Required work:
From the records that follow, copy every line in which "Duration" appears.

Study material:
//! TCP Server
//!
//! Accepts connections and dispatches them to worker threads.
//!
//! ## Lifecycle
//! ```text
//!   Running ──(exit command / ShutdownHandle::trigger)──▶ Stopped
//! ```
//! The acceptor thread owns the listener. Shutdown flips an atomic flag
//! and opens a throwaway loopback connection so a blocked `accept` returns;
//! the acceptor then sees the flag, leaves the loop and drops the listener.
//! Only the caller that wins the flag's compare-exchange sends the wake-up,
//! so concurrent exits close the listener exactly once.

use std::net::{Ipv4Addr, Ipv6Addr, SocketAddr, TcpListener, TcpStream};
use std::sync::atomic::{AtomicBool, Ordering};
use std::sync::Arc;
use std::time::Duration;

use crate::config::Config;
use crate::engine::Engine;
use crate::error::Result;

use super::{Connection, WorkerPool};

const WAKE_TIMEOUT: Duration = Duration::from_secs(1);

/// TCP server for JsonDB
pub struct Server {
    config: Config,
    engine: Arc<Engine>,
    listener: TcpListener,
    local_addr: SocketAddr,
    shutdown: ShutdownHandle,
}

impl Server {
    /// Bind the listener described by `config`
    ///
    /// Failing to bind is the one error that is fatal to the server.
    pub fn bind(config: Config, engine: Arc<Engine>) -> Result<Self> {
        config.validate()?;

        let listener = TcpListener::bind(&config.listen_addr)?;
        let local_addr = listener.local_addr()?;

        Ok(Self {
            config,
            engine,
            listener,
            local_addr,
            shutdown: ShutdownHandle::new(local_addr),
        })
    }

    /// Address the listener is actually bound to
    pub fn local_addr(&self) -> SocketAddr {
        self.local_addr
    }

    /// Handle that can stop the server from another thread
    pub fn shutdown_handle(&self) -> ShutdownHandle {
        self.shutdown.clone()
    }

    /// Serve connections until shutdown (blocking)
    ///
    /// Returns once the listener is closed and every queued connection has
    /// been answered.
    pub fn run(self) -> Result<()> {
        let Server {
            config,
            engine,
            listener,
            local_addr,
            shutdown,
        } = self;

        let pool = WorkerPool::new(config.worker_threads)?;
        tracing::info!(
            "Listening on {} with {} workers",
            local_addr,
            pool.size()
        );

        for stream in listener.incoming() {
            if shutdown.is_triggered() {
                tracing::debug!("Shutdown in progress, no longer accepting connections");
                break;
            }

            let stream = match stream {
                Ok(stream) => stream,
                Err(e) => {
                    tracing::warn!("Failed to accept connection: {}", e);
                    continue;
                }
            };

            let engine = Arc::clone(&engine);
            let shutdown = shutdown.clone();
            let (read_ms, write_ms) = (config.read_timeout_ms, config.write_timeout_ms);

            if let Err(e) =
                pool.execute(move || serve_connection(stream, engine, shutdown, read_ms, write_ms))
            {
                tracing::error!("Failed to dispatch connection: {}", e);
                break;
            }
        }

        drop(listener);
        tracing::info!("Listener on {} closed, draining workers", local_addr);

        pool.join();
        tracing::info!("Server stopped");
        Ok(())
    }
}

/// Worker job for one accepted connection
fn serve_connection(
    stream: TcpStream,
    engine: Arc<Engine>,
    shutdown: ShutdownHandle,
    read_ms: u64,
    write_ms: u64,
) {
    let mut connection = match Connection::new(stream, engine) {
        Ok(connection) => connection,
        Err(e) => {
            tracing::warn!("Failed to set up connection: {}", e);
            return;
        }
    };

    if let Err(e) = connection.set_timeouts(read_ms, write_ms) {
        tracing::warn!("Failed to set timeouts for {}: {}", connection.peer_addr(), e);
    }

    match connection.handle() {
        Ok(true) => {}
        Ok(false) => {
            if shutdown.trigger() {
                tracing::info!("Shutdown requested by {}", connection.peer_addr());
            }
        }
        Err(e) => tracing::warn!("Connection {} failed: {}", connection.peer_addr(), e),
    }
}

/// Cloneable trigger for stopping a [`Server`]
#[derive(Debug, Clone)]
pub struct ShutdownHandle {
    inner: Arc<ShutdownState>,
}

#[derive(Debug)]
struct ShutdownState {
    triggered: AtomicBool,
    wake_addr: SocketAddr,
}

impl ShutdownHandle {
    fn new(listen_addr: SocketAddr) -> Self {
        Self {
            inner: Arc::new(ShutdownState {
                triggered: AtomicBool::new(false),
                wake_addr: connectable(listen_addr),
            }),
        }
    }

    /// Request shutdown
    ///
    /// Returns `true` for the single call that performed the transition,
    /// `false` if the server was already stopping.
    pub fn trigger(&self) -> bool {
        if self
            .inner
            .triggered
            .compare_exchange(false, true, Ordering::AcqRel, Ordering::Acquire)
            .is_err()
        {
            return false;
        }

        // Unblock the acceptor; if this fails the listener is already gone
        if let Err(e) = TcpStream::connect_timeout(&self.inner.wake_addr, WAKE_TIMEOUT) {
            tracing::debug!("Wake-up connection to {} failed: {}", self.inner.wake_addr, e);
        }

        true
    }

    pub fn is_triggered(&self) -> bool {
        self.inner.triggered.load(Ordering::Acquire)
    }
}

/// A wildcard bind address is not connectable everywhere; use loopback
fn connectable(addr: SocketAddr) -> SocketAddr {
    match addr {
        SocketAddr::V4(v4) if v4.ip().is_unspecified() => {
            SocketAddr::from((Ipv4Addr::LOCALHOST, v4.port()))
        }
        SocketAddr::V6(v6) if v6.ip().is_unspecified() => {
            SocketAddr::from((Ipv6Addr::LOCALHOST, v6.port()))
        }
        other => other,
    }
}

Task result:
use std::time::Duration;
const WAKE_TIMEOUT: Duration = Duration::from_secs(1);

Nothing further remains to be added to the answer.